After being accepted at Hamline, I received a questionnaire in the mail asking to mark my housing preference:  all men’s dorm, co-ed dorm or “honor housing.”  I checked honor housing not expecting they’d put me in one – given my needing-a-new-leaf background – so I was surprised when the next letter I got said I was assigned to live freshman year at the Sherman House Honor House with seven other freshman, three sophomores, and a senior R.A. (Resident Assistant).   Turns out all the locals knew the “honor houses” were just a bunch of run-down houses the school had bought across the street from the campus, slated for demolition the following year to build new dormitories, and so mostly only us out-of-staters, who didn’t know better, had picked that as our choice for where to reside.
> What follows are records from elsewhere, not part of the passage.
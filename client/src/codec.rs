//! Codec-pair convenience for [`crate::RpcClient::create_task`], mirroring
//! `polyrpc_system::stub::{codec_decoder, codec_encoder}` on the server side:
//! a generated client would normally supply its own `encode`/`decode`
//! closures bound to the schema compiler's output, but for any `T` that is
//! plain `serde::Serialize`/`DeserializeOwned`, these defer to the same
//! negotiated-[`DataType`] codec the server side uses.

use bytes::Bytes;
use polyrpc_codec::error::{CodecError, SerializationError};
use polyrpc_types::{CallStatus, DataType};
use serde::de::DeserializeOwned;
use serde::Serialize;

use crate::error::ClientError;

/// An `encode` argument for [`crate::RpcClient::create_task`] that serializes
/// `T` with whatever codec the call's negotiated [`DataType`] selects.
///
/// # Errors
///
/// Returns the [`CallStatus`] [`ClientError::as_call_status`] maps a
/// [`CodecError::Serialization`] failure to.
pub fn codec_encoder<T>() -> impl Fn(&T, DataType) -> Result<Bytes, CallStatus> + Clone
where
    T: Serialize,
{
    |value, tag| {
        polyrpc_codec::serialize::encode(tag, value).map_err(|report| {
            let error = CodecError::Serialization(SerializationError::Message(report.to_string()));
            ClientError::RequestCodec(error).as_call_status()
        })
    }
}

/// The `decode` counterpart to [`codec_encoder`].
///
/// # Errors
///
/// Returns the [`CallStatus`] [`ClientError::as_call_status`] maps a
/// [`CodecError::Serialization`] failure to.
pub fn codec_decoder<T>() -> impl Fn(&[u8], DataType) -> Result<T, CallStatus> + Clone
where
    T: DeserializeOwned,
{
    |bytes, tag| {
        polyrpc_codec::serialize::decode(tag, bytes).map_err(|report| {
            let error = CodecError::Serialization(SerializationError::Message(report.to_string()));
            ClientError::ResponseCodec(error).as_call_status()
        })
    }
}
Us Sherman Housers were quite an assemblage from all over the country, New Hampshire, New York, New Jersey, Indiana, Illinois, Iowa and one kid from Bird Island, MN.  Me, the New Jersey kid (also named Andy), and the Bird Island kid were assigned the large second floor bedroom overlooking the big lawn by the girls’ dormitory.  Bird Island was still unpacking when I arrived, and I was dismayed to see he’d already placed a pen and pencil holder on the desk he wanted, not because I wanted that desk too, but because the holder was emblazoned with “In God We Trust.”  There being two Andys, one of us had to pick up a nickname quick.  Nobody took to my suggestion that they call me “Dirt.”  (Why I was called “Dirt” since third grade is another story.)  Second Saturday of the Fall, O.J. Simpson was coming to play the Univ. of Minnesota Golden Gophers, and after we went to that game, played our own tackle football game.  When the other Andy tackled me, he said “Take that O.J.,” and so in college I was known as O.J.
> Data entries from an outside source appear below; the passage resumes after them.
//! [`Connection`]: one bidirectional byte stream, framed by a [`Protocol`].
//! Generic over both the byte stream (a real TCP socket in production,
//! `tokio::io::duplex` halves in tests) and the protocol adapter, so
//! `polyrpc-client`/`polyrpc-server` write one dispatch loop that works
//! across all five wire protocols.

use std::marker::PhantomData;

use bytes::{Bytes, BytesMut};
use polyrpc_wire::frame::FrameCodec;
use polyrpc_wire::ParseOutcome;
use tokio::io::{AsyncRead, AsyncReadExt, AsyncWrite, AsyncWriteExt};

use crate::error::TransportError;
use crate::protocol::{Protocol, RpcMeta};

/// Initial capacity for the read buffer; grows as the parser reports larger
/// deficits. The parser itself never allocates more than `ceiling` bytes for
/// one frame, but the buffer grows incrementally as bytes arrive.
const INITIAL_READ_CAPACITY: usize = 8 * 1024;

pub struct Connection<S, P: Protocol> {
    stream: S,
    read_buf: BytesMut,
    ceiling: usize,
    _protocol: PhantomData<P>,
}

impl<S, P> Connection<S, P>
where
    S: AsyncRead + AsyncWrite + Unpin,
    P: Protocol,
{
    #[must_use]
    pub fn new(stream: S, ceiling: usize) -> Self {
        Self {
            stream,
            read_buf: BytesMut::with_capacity(INITIAL_READ_CAPACITY),
            ceiling,
            _protocol: PhantomData,
        }
    }

    /// Encodes and writes one frame. Cancellation-safe only up to the point
    /// `write_all` is cancelled mid-write; callers that cancel a write must
    /// close the connection rather than reuse it: a partial write is
    /// terminal for this connection.
    pub async fn write_frame(&mut self, meta: &RpcMeta, payload: &[u8]) -> Result<(), TransportError> {
        let wire_meta = P::from_rpc_meta(meta);
        let bytes = <P::Codec as FrameCodec>::encode(&wire_meta, payload);
        self.stream.write_all(&bytes).await.map_err(TransportError::Write)?;
        self.stream.flush().await.map_err(TransportError::Write)
    }

    /// Reads and parses the next frame, pulling more bytes from the stream as
    /// the parser reports a deficit. Returns `Ok(None)` on a clean EOF with no
    /// partial frame buffered (end of a keep-alive connection); returns
    /// [`TransportError::ConnectionClosed`] if EOF arrives mid-frame.
    pub async fn read_frame(&mut self) -> Result<Option<(RpcMeta, Bytes)>, TransportError> {
        loop {
            match <P::Codec as FrameCodec>::decode(&mut self.read_buf, self.ceiling) {
                ParseOutcome::Frame(frame) => {
                    return Ok(Some((P::to_rpc_meta(&frame.meta), frame.payload)));
                }
                ParseOutcome::Error(error) => return Err(TransportError::Protocol(error)),
                ParseOutcome::NeedMoreBytes { needed } => {
                    let had_buffered = !self.read_buf.is_empty();
                    self.read_buf.reserve(needed);
                    let read = self
                        .stream
                        .read_buf(&mut self.read_buf)
                        .await
                        .map_err(TransportError::Read)?;
                    if read == 0 {
                        return if had_buffered {
                            Err(TransportError::ConnectionClosed)
                        } else {
                            Ok(None)
                        };
                    }
                }
            }
        }
    }

    pub fn into_inner(self) -> S {
        self.stream
    }
}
OJ and J.J. in the same mud?

OJ and J.J. in the same mud?

Even the sophomores were impressed that I arrived with my own set of fake IDs and pretty quickly our R.A. gave up on us as incorrigible and moved in with his girlfriend off campus, giving us free reign to decide What Is Fun.   Only problem was that too many of my roommates were just getting their first taste of fun and went slightly overboard, forgetting they had to study too.  One of the sophomores and four of the freshman in Sherman House flunked out that year having too much fun.  Fortunately I was in the habit of getting up early, getting to class on time, reading the assignments, and asking intelligent questions in class.  That’s all it took to get above average grades, with plenty of time left over for fun.  The thing that got my grades to law school admission level was never missing Dr. Marsh’s Saturday morning freshman class on the Great Depression.  (By my sophomore year the school had decided that asking freshmen to wake up before noon on Saturdays was improvident and discontinued Saturday classes.)
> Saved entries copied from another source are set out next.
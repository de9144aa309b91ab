//! [`RpcClient`]: the client-side facade.
//!
//! Parameterized by a [`Protocol`] the same way `polyrpc-server`'s
//! `RpcServer` is: one `RpcClient<P>` issues every call against one
//! remote address over exactly one wire protocol.

use std::net::SocketAddr;
use std::sync::atomic::{AtomicU64, Ordering};
use std::sync::{Arc, RwLock};
use std::time::Duration;

use bytes::Bytes;
use polyrpc_net::{ConnectionPool, Protocol};
use polyrpc_tower::{CallTimeouts, Filter, FilterChain};
use polyrpc_types::{CallStatus, DataType};

use crate::config::ClientConfig;
use crate::task::{ClientCallResult, ClientTask};

/// Builds and runs calls against one remote address.
///
/// Construction never dials; [`ConnectionPool`] dials lazily on the first
/// checkout, so an `RpcClient` that never issues a call opens no sockets.
pub struct RpcClient<P: Protocol> {
    pool: Arc<ConnectionPool<P>>,
    filters: Arc<RwLock<FilterChain>>,
    config: ClientConfig,
    timeouts: CallTimeouts,
    next_correlation_id: Arc<AtomicU64>,
}

impl<P: Protocol> RpcClient<P> {
    #[must_use]
    pub fn connect(addr: SocketAddr, config: ClientConfig) -> Self {
        let pool = Arc::new(ConnectionPool::new(addr, config.connection_limits, config.connect_timeout));
        let timeouts = CallTimeouts {
            send: config.connect_timeout,
            keep_alive_idle: config.keep_alive_timeout,
            overall: config.response_timeout,
        };
        Self {
            pool,
            filters: Arc::new(RwLock::new(FilterChain::new())),
            config,
            timeouts,
            next_correlation_id: Arc::new(AtomicU64::new(1)),
        }
    }

    /// Appends a filter run around every call issued by this client.
    pub fn add_filter(&self, filter: Arc<dyn Filter>) {
        self.filters.write().expect("filter chain lock poisoned").push(filter);
    }

    #[must_use]
    pub fn remote_addr(&self) -> SocketAddr {
        self.pool.addr()
    }

    /// Builds a [`ClientTask`] bound to `request`, ready to [`ClientTask::start`].
    ///
    /// Mirrors `create_<Method>_task` from a generated client: `encode`/
    /// `decode` are the payload codec pair a schema compiler would normally
    /// emit for this method.
    pub fn create_task<Req, Resp, Enc, Dec>(
        &self,
        service: impl Into<String>,
        method: impl Into<String>,
        encode: Enc,
        decode: Dec,
        request: Req,
    ) -> ClientTask<Req, Resp, Enc, Dec, P>
    where
        Enc: Fn(&Req, DataType) -> Result<Bytes, CallStatus> + Send + Sync,
        Dec: Fn(&[u8], DataType) -> Result<Resp, CallStatus> + Send + Sync,
    {
        ClientTask {
            pool: Arc::clone(&self.pool),
            filters: self.filters.read().expect("filter chain lock poisoned").clone(),
            timeouts: self.timeouts,
            retry_max: self.config.retry_max,
            correlation_id: self.next_correlation_id.fetch_add(1, Ordering::Relaxed),
            service: service.into(),
            method: method.into(),
            data_type: self.config.default_data_type,
            compress_type: self.config.default_compress_type,
            encode,
            decode,
            module_data: polyrpc_types::ModuleData::new(),
            request,
            _resp: std::marker::PhantomData,
        }
    }

    /// The async-future convenience: `async_<Method>(&req)` from §4.4,
    /// resolving to a `(response, sync-context)` pair once the call
    /// completes.
    pub async fn call<Req, Resp, Enc, Dec>(
        &self,
        service: impl Into<String>,
        method: impl Into<String>,
        encode: Enc,
        decode: Dec,
        request: Req,
    ) -> ClientCallResult<Resp>
    where
        Enc: Fn(&Req, DataType) -> Result<Bytes, CallStatus> + Send + Sync,
        Dec: Fn(&[u8], DataType) -> Result<Resp, CallStatus> + Send + Sync,
    {
        self.create_task(service, method, encode, decode, request).start().await
    }

    /// The synchronous convenience: `<Method>(&req, &resp, &ctx)` from §4.4.
    /// Blocks the calling thread until the call would have invoked its
    /// callback.
    ///
    /// # Panics
    ///
    /// Panics if called from a single-threaded Tokio runtime, or outside any
    /// Tokio runtime: `block_in_place` requires a multi-threaded executor to
    /// hand off its other work to while this thread blocks.
    pub fn call_blocking<Req, Resp, Enc, Dec>(
        &self,
        service: impl Into<String>,
        method: impl Into<String>,
        encode: Enc,
        decode: Dec,
        request: Req,
    ) -> ClientCallResult<Resp>
    where
        Enc: Fn(&Req, DataType) -> Result<Bytes, CallStatus> + Send + Sync,
        Dec: Fn(&[u8], DataType) -> Result<Resp, CallStatus> + Send + Sync,
    {
        let task = self.create_task(service, method, encode, decode, request);
        tokio::task::block_in_place(|| tokio::runtime::Handle::current().block_on(task.start()))
    }

    #[must_use]
    pub fn connect_timeout(&self) -> Duration {
        self.config.connect_timeout
    }
}

#[cfg(test)]
mod tests {
    use std::sync::Arc;

    use polyrpc_net::protocol::SBinProtocol;
    use polyrpc_server::RpcServer;
    use polyrpc_system::ServiceBuilder;
    use polyrpc_tower::filter::{BoxFuture, Filter};
    use polyrpc_types::{CallStatus, DataType, ModuleData};

    use super::RpcClient;
    use crate::config::ClientConfig;

    fn decode_text(bytes: &[u8], _tag: DataType) -> Result<String, CallStatus> {
        std::str::from_utf8(bytes).map(str::to_owned).map_err(|_| CallStatus::MetaError)
    }

    fn encode_text(value: &String, _tag: DataType) -> Result<bytes::Bytes, CallStatus> {
        Ok(bytes::Bytes::copy_from_slice(value.as_bytes()))
    }

    async fn spawn_greeter_server() -> std::net::SocketAddr {
        let server: Arc<RpcServer<SBinProtocol>> = Arc::new(RpcServer::new(polyrpc_server::ServerConfig::default()));
        let service = ServiceBuilder::new("greeter")
            .add_method("hello", decode_text, encode_text, |name: String, _ctx| async move {
                Ok(format!("hello {name}"))
            })
            .build();
        server.add_service(&service).expect("registers");

        let listener = server.bind("127.0.0.1:0".parse().unwrap()).await.expect("binds");
        let addr = listener.local_addr().expect("bound addr");
        tokio::spawn(async move {
            let _ = server.serve(listener).await;
        });
        addr
    }

    #[tokio::test]
    async fn async_call_round_trips_against_a_real_server() {
        let addr = spawn_greeter_server().await;
        let client: RpcClient<SBinProtocol> = RpcClient::connect(addr, ClientConfig::default());

        let result = client
            .call("greeter", "hello", encode_text, decode_text, "world".to_owned())
            .await;

        assert_eq!(result.outcome.status, CallStatus::Ok);
        assert_eq!(result.response.as_deref(), Some("hello world"));
    }

    #[tokio::test]
    async fn an_unregistered_method_reports_method_not_found() {
        let addr = spawn_greeter_server().await;
        let client: RpcClient<SBinProtocol> = RpcClient::connect(addr, ClientConfig::default());

        let result = client
            .call("greeter", "goodbye", encode_text, decode_text, "world".to_owned())
            .await;

        assert_eq!(result.outcome.status, CallStatus::MethodNotFound);
        assert!(result.response.is_none());
    }

    #[tokio::test(flavor = "multi_thread", worker_threads = 2)]
    async fn call_blocking_blocks_the_calling_thread_until_the_reply_arrives() {
        // `block_in_place` hands this worker thread's other work off to a
        // sibling thread, which only exists on a multi-threaded runtime —
        // hence the explicit `flavor` above, and calling directly from this
        // async test body rather than from a `spawn_blocking` task (whose
        // threads are not runtime workers `block_in_place` can hand off to).
        let addr = spawn_greeter_server().await;
        let client: RpcClient<SBinProtocol> = RpcClient::connect(addr, ClientConfig::default());

        let result = client.call_blocking("greeter", "hello", encode_text, decode_text, "sync".to_owned());

        assert_eq!(result.outcome.status, CallStatus::Ok);
        assert_eq!(result.response.as_deref(), Some("hello sync"));
    }

    struct RequireAuthKey;
    impl Filter for RequireAuthKey {
        fn client_begin<'a>(&'a self, data: &'a mut ModuleData) -> BoxFuture<'a, bool> {
            Box::pin(async move { data.get("my_auth_key") == Some("my_auth_value") })
        }
    }

    #[tokio::test]
    async fn a_rejecting_client_begin_filter_never_reaches_the_transport() {
        let addr = spawn_greeter_server().await;
        let client: RpcClient<SBinProtocol> = RpcClient::connect(addr, ClientConfig::default());
        client.add_filter(Arc::new(RequireAuthKey));

        let mut task = client.create_task("greeter", "hello", encode_text, decode_text, "world".to_owned());
        task.insert_module_data("my_auth_key", "my_auth_value").expect("fits");
        let ok_result = task.start().await;
        assert_eq!(ok_result.outcome.status, CallStatus::Ok);

        let rejected_result = client
            .create_task("greeter", "hello", encode_text, decode_text, "world".to_owned())
            .start()
            .await;
        assert_eq!(rejected_result.outcome.status, CallStatus::MetaError);
        assert!(rejected_result.response.is_none());
    }
}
Dr. Marsh was impressed with my genuine interest in history and got me a job being a Tour Guide for the County Historical Society, where I got a reputation for personalizing the tours with anecdotes about the individuals the places were named for:  F. Scott Fitzgerald’s home, J.J. Hill’s mansion, the Gibbs’ farm, and so on.  I enlisted Dr. Marsh for help on the research, and of course after that, could only get A’s from him.  Took as many of Dr. Marsh’s courses as I could.

The first week back after Xmas break it was really cold in Minnesota.  Good timing for our “Sherman House Purple-Passion Body-Painting Bathing-Suit Party.”  We went to St. Paul’s “Worn-a-Bit” shop and secured enough mattresses to spread across our entire attic floor, covered the walls with shiny tin foil, borrowed some yellow-flashing traffic safety barriers, bought maybe 50 tubes of body paint, mixed a purple passion punch in two big milk canisters from a Bird Island farm, and invited a half-dozen other guys telling them they could only get in if they brought two or more dates, and everybody had to be wearing swim suits underneath.  Until I got married I used one of the brightly splattered sheets as a curtain in my several bachelor pads.